REQUIRED ACTION: Your answer should consist of each line from the data below that contains "BTreeMap".
------------------------------------------------------------
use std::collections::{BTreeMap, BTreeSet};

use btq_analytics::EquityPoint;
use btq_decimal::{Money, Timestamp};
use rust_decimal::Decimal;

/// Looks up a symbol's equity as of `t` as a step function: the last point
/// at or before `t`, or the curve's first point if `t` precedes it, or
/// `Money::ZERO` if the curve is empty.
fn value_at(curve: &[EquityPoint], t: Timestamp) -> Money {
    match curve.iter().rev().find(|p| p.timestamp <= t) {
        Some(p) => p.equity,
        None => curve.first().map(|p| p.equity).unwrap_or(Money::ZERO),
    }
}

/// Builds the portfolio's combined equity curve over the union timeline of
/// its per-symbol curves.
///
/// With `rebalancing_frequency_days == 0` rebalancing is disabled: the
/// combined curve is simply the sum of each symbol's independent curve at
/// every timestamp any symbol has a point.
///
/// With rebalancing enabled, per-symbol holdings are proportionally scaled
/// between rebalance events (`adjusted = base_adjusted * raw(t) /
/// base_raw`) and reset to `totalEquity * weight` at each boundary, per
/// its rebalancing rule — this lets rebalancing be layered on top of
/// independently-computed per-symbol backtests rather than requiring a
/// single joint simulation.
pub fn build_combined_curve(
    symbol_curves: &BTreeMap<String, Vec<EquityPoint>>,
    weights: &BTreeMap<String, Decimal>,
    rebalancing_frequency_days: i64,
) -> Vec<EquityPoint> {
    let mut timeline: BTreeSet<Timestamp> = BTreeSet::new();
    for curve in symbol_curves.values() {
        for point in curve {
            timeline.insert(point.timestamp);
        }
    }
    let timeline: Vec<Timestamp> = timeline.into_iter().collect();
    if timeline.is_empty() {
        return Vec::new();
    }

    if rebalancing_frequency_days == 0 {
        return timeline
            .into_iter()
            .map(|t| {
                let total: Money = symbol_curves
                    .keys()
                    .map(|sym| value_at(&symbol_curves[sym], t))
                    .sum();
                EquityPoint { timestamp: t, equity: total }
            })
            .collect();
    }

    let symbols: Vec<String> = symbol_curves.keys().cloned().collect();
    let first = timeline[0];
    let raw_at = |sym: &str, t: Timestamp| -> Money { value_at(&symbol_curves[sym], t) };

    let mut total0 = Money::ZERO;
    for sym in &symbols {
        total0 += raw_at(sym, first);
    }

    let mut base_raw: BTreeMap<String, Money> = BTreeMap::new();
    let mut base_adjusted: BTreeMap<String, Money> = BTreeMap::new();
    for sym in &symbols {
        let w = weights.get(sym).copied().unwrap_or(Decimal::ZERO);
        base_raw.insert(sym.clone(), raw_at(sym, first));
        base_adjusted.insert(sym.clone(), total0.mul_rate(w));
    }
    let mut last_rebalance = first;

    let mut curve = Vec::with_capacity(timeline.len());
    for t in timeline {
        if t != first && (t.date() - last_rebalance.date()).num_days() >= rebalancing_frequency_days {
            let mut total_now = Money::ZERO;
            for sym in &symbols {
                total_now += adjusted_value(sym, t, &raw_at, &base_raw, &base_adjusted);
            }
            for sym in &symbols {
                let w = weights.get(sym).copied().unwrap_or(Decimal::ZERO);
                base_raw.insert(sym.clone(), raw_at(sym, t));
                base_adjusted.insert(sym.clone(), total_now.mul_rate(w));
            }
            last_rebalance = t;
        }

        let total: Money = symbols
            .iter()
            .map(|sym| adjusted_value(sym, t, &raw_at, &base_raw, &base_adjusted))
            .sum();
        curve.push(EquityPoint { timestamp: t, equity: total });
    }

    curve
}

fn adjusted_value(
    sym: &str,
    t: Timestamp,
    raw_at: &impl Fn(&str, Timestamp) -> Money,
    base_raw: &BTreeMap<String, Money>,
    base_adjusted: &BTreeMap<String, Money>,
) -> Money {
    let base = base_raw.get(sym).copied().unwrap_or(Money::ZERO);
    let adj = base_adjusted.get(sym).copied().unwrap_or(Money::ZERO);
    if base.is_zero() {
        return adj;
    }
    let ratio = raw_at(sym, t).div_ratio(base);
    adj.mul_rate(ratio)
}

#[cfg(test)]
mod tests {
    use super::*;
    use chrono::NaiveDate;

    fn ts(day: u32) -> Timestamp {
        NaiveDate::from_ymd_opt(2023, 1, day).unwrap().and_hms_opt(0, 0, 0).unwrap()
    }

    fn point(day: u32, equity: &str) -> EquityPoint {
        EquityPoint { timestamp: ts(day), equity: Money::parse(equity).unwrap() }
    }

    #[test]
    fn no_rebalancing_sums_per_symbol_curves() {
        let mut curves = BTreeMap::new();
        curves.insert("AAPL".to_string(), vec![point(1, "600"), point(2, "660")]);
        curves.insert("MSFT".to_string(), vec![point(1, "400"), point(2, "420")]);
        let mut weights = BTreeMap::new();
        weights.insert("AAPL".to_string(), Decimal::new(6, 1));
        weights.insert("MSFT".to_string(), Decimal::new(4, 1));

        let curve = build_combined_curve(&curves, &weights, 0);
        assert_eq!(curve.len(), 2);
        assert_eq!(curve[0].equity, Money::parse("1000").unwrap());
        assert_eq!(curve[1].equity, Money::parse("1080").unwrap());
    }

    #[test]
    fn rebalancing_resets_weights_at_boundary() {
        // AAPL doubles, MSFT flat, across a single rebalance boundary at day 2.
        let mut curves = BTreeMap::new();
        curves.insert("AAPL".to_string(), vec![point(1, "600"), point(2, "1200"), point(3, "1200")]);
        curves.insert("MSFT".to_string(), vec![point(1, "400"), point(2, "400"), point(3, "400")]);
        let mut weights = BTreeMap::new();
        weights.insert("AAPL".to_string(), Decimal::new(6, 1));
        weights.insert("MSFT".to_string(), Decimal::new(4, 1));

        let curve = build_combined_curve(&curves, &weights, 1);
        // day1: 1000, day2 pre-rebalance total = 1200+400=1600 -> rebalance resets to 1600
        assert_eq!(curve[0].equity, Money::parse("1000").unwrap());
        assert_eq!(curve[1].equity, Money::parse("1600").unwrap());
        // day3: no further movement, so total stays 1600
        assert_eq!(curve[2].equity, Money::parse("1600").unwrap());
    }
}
------------------------------------------------------------
WORKED SOLUTION:
use std::collections::{BTreeMap, BTreeSet};
    symbol_curves: &BTreeMap<String, Vec<EquityPoint>>,
    weights: &BTreeMap<String, Decimal>,
    let mut base_raw: BTreeMap<String, Money> = BTreeMap::new();
    let mut base_adjusted: BTreeMap<String, Money> = BTreeMap::new();
    base_raw: &BTreeMap<String, Money>,
    base_adjusted: &BTreeMap<String, Money>,
        let mut curves = BTreeMap::new();
        let mut weights = BTreeMap::new();
        let mut curves = BTreeMap::new();
        let mut weights = BTreeMap::new();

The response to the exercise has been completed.